A newly-identified Val d’Aosta subject by Turner

Sometimes Sublime Sights appear completely out of the blue. The well-known scholar Timothy Wilcox recently sent me a photograph of the watercolour reproduced below. It forms part of an exceptional private collection which Tim is cataloguing for publication in due course. It appears to have been acquired as a Turner by an ancestor of the present owner, but was not included in Andrew Wilton’s catalogue of Turner watercolours published in 1979. Wilton worked through the collection systematically, and presumably rejected this example, and it has languished in the margins of the collection ever since. I had not seen it before, but it occurred to me that it might relate to works that I studied for the exhibition of ‘Turner, Mont Blanc and La Vallee d’Aosta’ held at the Archaeological Museum of Aosta in Northern Italy in 2000. I can now offer an identification of its subject and occasion, and propose for it an unsuspected importance.

OLYMPUS DIGITAL CAMERA

J.M.W.Turner
The Ponte de la Villette, above Courmayeur, looking down the Val d’Aosta, Italy, 1836
Graphite and watercolour on paper, 241 x 343 mm (9 ½ x 13 ½)
Private Collection, UK, as ‘An Alpine landscape with a village’
Photograph by Timothy Wilcox, and reproduced by permission

This is a rapid and energetic watercolour sketch of an Alpine valley. In the left foreground a wooden bridge crosses a torrent to a few houses backed by steep slopes. The water flows away to the right down a valley closed by a snow-capped peaks. Beyond the bridge a ravine apparently disgorges an avalanche into the main river. The details are made out directly in watercolour over a few sparse graphite indications, and the sketch shows every indication of having been made direct from nature.

GE Pont de la Villette
Google Earth ‘Streetview’ image of the view across the Ponte de la Villette and the Val d’Aosta

The subject can be identified as the Ponte de la Villette which spans the Dora Baltea a little way above Courmayeur near the head of the Val d’Aosta.

GE Courmayeur
Google Earth aerial view of Courmayeur, marking Turner’s viewpoint at the Ponte de la Villette

The view spans an angle of view of 90 degrees, sweeping round to take in the view down the valley towards the distant peaks of the Monte Colmet range (3024m). The modern bridge is a single-span concrete deck. When I explored the area in 1999, I was unaware of the present watercolour, so took no photographs from the exact viewpoint. I did, however, take one of the modern bridge, looking downstream to Monte Crammont. That photograph more-or-less continues the view of the present watercolour to the right.

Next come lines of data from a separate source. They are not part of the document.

//! Gameplay phase types.

/// Top-level gameplay phase.
///
/// The phase decides what each frame's update does and what the scene
/// snapshot contains. All transitions run through [`Game::update`].
///
/// [`Game::update`]: crate::Game::update
#[derive(Debug, Clone, Copy, PartialEq, Eq)]
pub enum Phase {
    /// The title screen, waiting for the play button.
    Menu,
    /// Dealing cards in, one pile at a time.
    Initializing,
    /// Waiting for the player to select and pair cards.
    Selecting,
    /// Sliding the two freshly drawn cards to their piles after a pairing.
    Moving,
    /// The win screen, waiting for the replay button.
    Won,
    /// The loss screen, waiting for the replay button.
    Lost,
}

impl Phase {
    /// Returns whether this is one of the two end screens.
    #[must_use]
    pub const fn is_game_over(&self) -> bool {
        matches!(self, Self::Won | Self::Lost)
    }
}
#[test]
fn no_pairs_and_no_escape_loses() {
    let mut game = Game::new(GameOptions::default(), 9);
    let mut now = 0.0;
    start_game(&mut game, &mut now);

    // All aces: nothing sums to eleven, nothing is swappable.
    let tops = [card(Suit::Hearts, 0); PILE_COUNT];
    rig(&mut game, &tops, &[]);
    assert!(is_lost(&game.grid));

    now += 0.05;
    game.update(idle(), now);
    assert_eq!(game.phase(), Phase::Lost);

    now += 0.05;
    let cues = game.update(idle(), now);
    assert_eq!(cues, vec![Cue::Lost]);
    assert!(!game.scene().overlay.unwrap().won);
}

#[test]
fn swappable_singleton_is_an_escape_from_loss() {
    let mut game = Game::new(GameOptions::default(), 9);
    let mut now = 0.0;
    start_game(&mut game, &mut now);

    let mut tops = [card(Suit::Hearts, 0); PILE_COUNT];
    tops[7] = card(Suit::Spades, 12);
    rig(&mut game, &tops, &[card(Suit::Diamonds, 5)]);
    assert!(!is_lost(&game.grid));

    now += 0.05;
    game.update(idle(), now);
    assert_eq!(game.phase(), Phase::Selecting);
}

#[test]
fn grown_pile_face_card_does_not_escape_loss() {
    let mut game = Game::new(GameOptions::default(), 9);
    let mut now = 0.0;
    start_game(&mut game, &mut now);

    let mut tops = [card(Suit::Hearts, 0); PILE_COUNT];
    rig(&mut game, &tops, &[]);
    game.grid.pile_mut(1, 3).push(card(Suit::Spades, 12));
    assert!(is_lost(&game.grid));
}

#[test]
fn replay_from_the_end_screen_deals_fresh() {
    let mut game = Game::new(GameOptions::default(), 9);
    let mut now = 0.0;
    start_game(&mut game, &mut now);

    rig(&mut game, &[card(Suit::Hearts, 0); PILE_COUNT], &[]);
    now += 0.05;
    game.update(idle(), now);
    assert_eq!(game.phase(), Phase::Lost);

    let pos = play_button_center(&game);
    let cues = click(&mut game, pos, now);
    assert_eq!(cues, vec![Cue::Button, Cue::Shuffle]);
    assert_eq!(game.phase(), Phase::Initializing);
    assert_eq!(game.deck.len(), DECK_SIZE - PILE_COUNT);
    assert_eq!(game.grid.card_count(), PILE_COUNT);
    assert_eq!(cards_in_play(&game).len(), DECK_SIZE);
}

#[test]
fn hover_follows_the_pointer() {
    let mut game = Game::new(GameOptions::default(), 9);
    let mut now = 0.0;
    start_game(&mut game, &mut now);

    let mut tops = [card(Suit::Clubs, 2); PILE_COUNT];
    tops[0] = card(Suit::Hearts, 4);
    tops[1] = card(Suit::Hearts, 5);
    rig(&mut game, &tops, &[]);

    game.update(Pointer { position: pile_center(&game, 1, 4), pressed: false }, now);
    assert_eq!(game.hovered(), Some((1, 4)));

    game.update(idle(), now);
    assert_eq!(game.hovered(), None);
}
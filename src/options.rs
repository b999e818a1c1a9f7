//! Game configuration options.

/// Configuration options for an Elevens session.
///
/// The rules themselves are fixed; options cover the presentation metrics
/// the layout is computed from and the pacing of the timed transitions.
///
/// Use the builder pattern to customize options:
///
/// ```
/// use elevens::GameOptions;
///
/// let options = GameOptions::default()
///     .with_screen(1280.0, 720.0)
///     .with_deal_speed(24.0);
/// ```
#[derive(Debug, Clone, Copy, PartialEq)]
pub struct GameOptions {
    /// Screen width in pixels.
    pub screen_width: f32,
    /// Screen height in pixels.
    pub screen_height: f32,
    /// Card width in pixels.
    pub card_width: f32,
    /// Card height in pixels.
    pub card_height: f32,
    /// Gap between adjacent cards, both axes.
    pub card_margin: f32,
    /// Speed factor of the per-pile deal-in animation.
    pub deal_speed: f32,
    /// Speed factor of the post-pairing card movement animation.
    pub move_speed: f32,
    /// Speed factor of the end-screen fade.
    pub fade_speed: f32,
}

impl Default for GameOptions {
    fn default() -> Self {
        Self {
            screen_width: 800.0,
            screen_height: 480.0,
            card_width: 72.0,
            card_height: 100.0,
            card_margin: 5.0,
            deal_speed: 12.0,
            move_speed: 2.0,
            fade_speed: 3.0,
        }
    }
}

impl GameOptions {
    /// Sets the screen dimensions.
    ///
    /// # Example
    ///
    /// ```
    /// use elevens::GameOptions;
    ///
    /// let options = GameOptions::default().with_screen(1024.0, 768.0);
    /// assert_eq!(options.screen_width, 1024.0);
    /// ```
    #[must_use]
    pub const fn with_screen(mut self, width: f32, height: f32) -> Self {
        self.screen_width = width;
        self.screen_height = height;
        self
    }

    /// Sets the card dimensions.
    ///
    /// # Example
    ///
    /// ```
    /// use elevens::GameOptions;
    ///
    /// let options = GameOptions::default().with_card_size(60.0, 84.0);
    /// assert_eq!(options.card_height, 84.0);
    /// ```
    #[must_use]
    pub const fn with_card_size(mut self, width: f32, height: f32) -> Self {
        self.card_width = width;
        self.card_height = height;
        self
    }

    /// Sets the gap between adjacent cards.
    ///
    /// # Example
    ///
    /// ```
    /// use elevens::GameOptions;
    ///
    /// let options = GameOptions::default().with_card_margin(8.0);
    /// assert_eq!(options.card_margin, 8.0);
    /// ```
    #[must_use]
    pub const fn with_card_margin(mut self, margin: f32) -> Self {
        self.card_margin = margin;
        self
    }

    /// Sets the deal-in animation speed factor.
    ///
    /// # Example
    ///
    /// ```
    /// use elevens::GameOptions;
    ///
    /// let options = GameOptions::default().with_deal_speed(24.0);
    /// assert_eq!(options.deal_speed, 24.0);
    /// ```
    #[must_use]
    pub const fn with_deal_speed(mut self, speed: f32) -> Self {
        self.deal_speed = speed;
        self
    }

    /// Sets the card movement animation speed factor.
    ///
    /// # Example
    ///
    /// ```
    /// use elevens::GameOptions;
    ///
    /// let options = GameOptions::default().with_move_speed(4.0);
    /// assert_eq!(options.move_speed, 4.0);
    /// ```
    #[must_use]
    pub const fn with_move_speed(mut self, speed: f32) -> Self {
        self.move_speed = speed;
        self
    }

    /// Sets the end-screen fade speed factor.
    ///
    /// # Example
    ///
    /// ```
    /// use elevens::GameOptions;
    ///
    /// let options = GameOptions::default().with_fade_speed(6.0);
    /// assert_eq!(options.fade_speed, 6.0);
    /// ```
    #[must_use]
    pub const fn with_fade_speed(mut self, speed: f32) -> Self {
        self.fade_speed = speed;
        self
    }
}
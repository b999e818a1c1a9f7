//! Pointer input snapshots.

use crate::geom::Vec2;

/// A raw pointer snapshot for one frame.
///
/// The engine keeps the previous frame's snapshot and derives clicks as an
/// edge trigger (pressed this frame, released last frame), so holding the
/// button down never fires twice.
#[derive(Debug, Clone, Copy, PartialEq, Default)]
pub struct Pointer {
    /// Pointer position in screen space.
    pub position: Vec2,
    /// Whether the primary button is down this frame.
    pub pressed: bool,
}

impl Pointer {
    /// Creates a snapshot at the given position.
    #[must_use]
    pub const fn new(x: f32, y: f32, pressed: bool) -> Self {
        Self {
            position: Vec2::new(x, y),
            pressed,
        }
    }

    /// Returns whether this snapshot is a click edge relative to `last`.
    #[must_use]
    pub const fn clicked_since(&self, last: &Self) -> bool {
        self.pressed && !last.pressed
    }
}
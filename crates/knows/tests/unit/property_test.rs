//! Unit tests for `PropertyMap` ordering, labels and type-safe getters.

use knows::{PropertyMap, PropertyValue};

#[test]
fn test_property_map_builder() {
    let props = PropertyMap::new()
        .with("name", "test")
        .with("count", 42)
        .with("enabled", true)
        .with("score", 3.15);

    assert_eq!(props.get_string("name"), Some("test"));
    assert_eq!(props.get_int("count"), Some(42));
    assert_eq!(props.get_bool("enabled"), Some(true));
    assert_eq!(props.get_float("score"), Some(3.15));
}

#[test]
fn test_iteration_follows_insertion_order() {
    let props: PropertyMap = vec![
        ("b".to_string(), PropertyValue::from(1)),
        ("a".to_string(), PropertyValue::from(2)),
        ("c".to_string(), PropertyValue::from(3)),
    ]
    .into_iter()
    .collect();

    let keys: Vec<&String> = props.iter().map(|(k, _)| k).collect();
    assert_eq!(keys, ["b", "a", "c"]);
}

#[test]
fn test_label_lookup() {
    assert_eq!(PropertyMap::new().label(), "label");
    assert_eq!(PropertyMap::new().with("label", "City").label(), "City");
}

#[test]
fn test_value_string_conversions() {
    assert_eq!(PropertyValue::from("x").to_string(), "x");
    assert_eq!(PropertyValue::from(12i64).to_string(), "12");
    assert_eq!(PropertyValue::from(1.5).to_string(), "1.5");
    assert_eq!(PropertyValue::from(2.0).to_string(), "2.0");
    assert_eq!(PropertyValue::from(true).to_string(), "True");
    assert_eq!(PropertyValue::from(false).to_string(), "False");
    assert_eq!(PropertyValue::from(1e20).to_string(), "1e+20");
    assert_eq!(PropertyValue::from(f64::NAN).to_string(), "nan");
}

#[test]
fn test_property_map_insert_and_remove() {
    let mut props = PropertyMap::new();

    props.insert("key1", "value1");
    assert!(props.contains_key("key1"));
    assert_eq!(props.len(), 1);

    props.remove("key1");
    assert!(!props.contains_key("key1"));
    assert!(props.is_empty());
}
//! # knows
//!
//! Export in-memory property graphs into textual representations.
//!
//! ## Core Principles
//!
//! - **Read Only**: Exporters never mutate the graph
//! - **Deterministic**: The same graph always yields byte-identical output
//! - **Injectable**: Standard codecs and drawing sit behind traits
//! - **Zero Magic**: Unknown formats fail, nothing falls back silently
//!
//! ## Architecture
//!
//! ```text
//! Exporter::to_format(name)
//!     ↓
//! Format dispatch (closed enum)
//!     ↓
//! YARS-PG serializer | GraphCodec | GraphDrawer
//!     ↓
//! PropertyGraph (nodes, edges, ordered attributes)
//! ```
//!
//! ## Example
//!
//! ```rust
//! use knows::{Exporter, PropertyGraph, PropertyMap};
//!
//! let mut graph = PropertyGraph::new();
//! graph.add_node(1, PropertyMap::new().with("label", "Person").with("name", "Alice"));
//! graph.add_node(2, PropertyMap::new());
//! graph.add_edge(1, 2, PropertyMap::new().with("label", "knows"));
//!
//! let yarspg = Exporter::new(&graph).to_format("yarspg").unwrap();
//! assert_eq!(
//!     yarspg,
//!     "(1 {\"Person\"}[\"name\": \"Alice\"])\n(2 {\"label\"}[])\n(1)-({\"knows\"}[])->(2)"
//! );
//! ```

#![warn(missing_docs)]
#![deny(unsafe_code)]

pub mod error;
pub mod export;
pub mod graph;

// Re-export main types
pub use error::{GraphError, Result};
pub use export::{
    CodecFormat, Exporter, Format, GraphCodec, GraphDrawer, StandardCodec, SvgDrawer, SvgOptions,
    YarsPgSerializer,
};
pub use graph::{Edge, Node, NodeId, PropertyGraph, PropertyMap, PropertyValue};
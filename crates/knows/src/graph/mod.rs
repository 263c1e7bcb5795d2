//! Core graph types and operations.
//!
//! This module defines the fundamental building blocks:
//! - [`Node`]: Graph nodes with ordered attributes
//! - [`Edge`]: Directed relationships between nodes
//! - [`PropertyGraph`]: The in-memory multigraph read by the exporters

mod property;
mod property_graph;
mod types;

pub use property::{PropertyMap, PropertyValue, DEFAULT_LABEL, LABEL_KEY};
pub use property_graph::PropertyGraph;
pub use types::{Edge, Node, NodeId};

Courmayeur, near over Pont de la Villette

The Ponte de la Villette above Courmayeur, looking down the Val d’Aosta
Photograph by David Hill, June 1999

Turner visited the area in 1836 on a tour to the Alps in the company of his Scottish patron Hugh Andrew Johnstone Munro of Novar. The story is told in full in ‘Turner, Mont Blanc and the Val d’Aosta’.

Aosta 2000 SS
Catalogue of the exhibition held at the Archaeological Museum, Aosta, Northern Italy, June-September 2000

Briefly, they travelled to Geneva and explored Lac Leman before taking the Arve valley to Mont Blanc and its slopes around Chamonix. They then proceeded by mule and on foot around the modern-day route of the Tour du Mont Blanc, crossing the Cols du Bonhomme and de la Seigne to Courmayeur. From there they travelled south down the Val d’Aosta to Turin, and Turner’s return journey took him over the Mont Cenis pass to Lanslebourg and Chambery. I have written about a subject from earlier in the same tour for a previous article on Sublimesites.co (‘Turner at Sallanches, 1836’, 19 March 2015).

GE Route from Geneva to Aosta
Google Earth; Aerial view of Turner’s route from Geneva to Aosta

The trek from Chamonix to Courmayeur is three days of hard work, albeit across a sublime landscape of snow-strewn passes, avalanche-swept couloirs, past a succession of aiguilles and high snow peaks, together with several glaciers, not least those of the Miage and Brenva sweeping down from Mont Blanc to the Valle Blanche on the final descent to Courmayeur.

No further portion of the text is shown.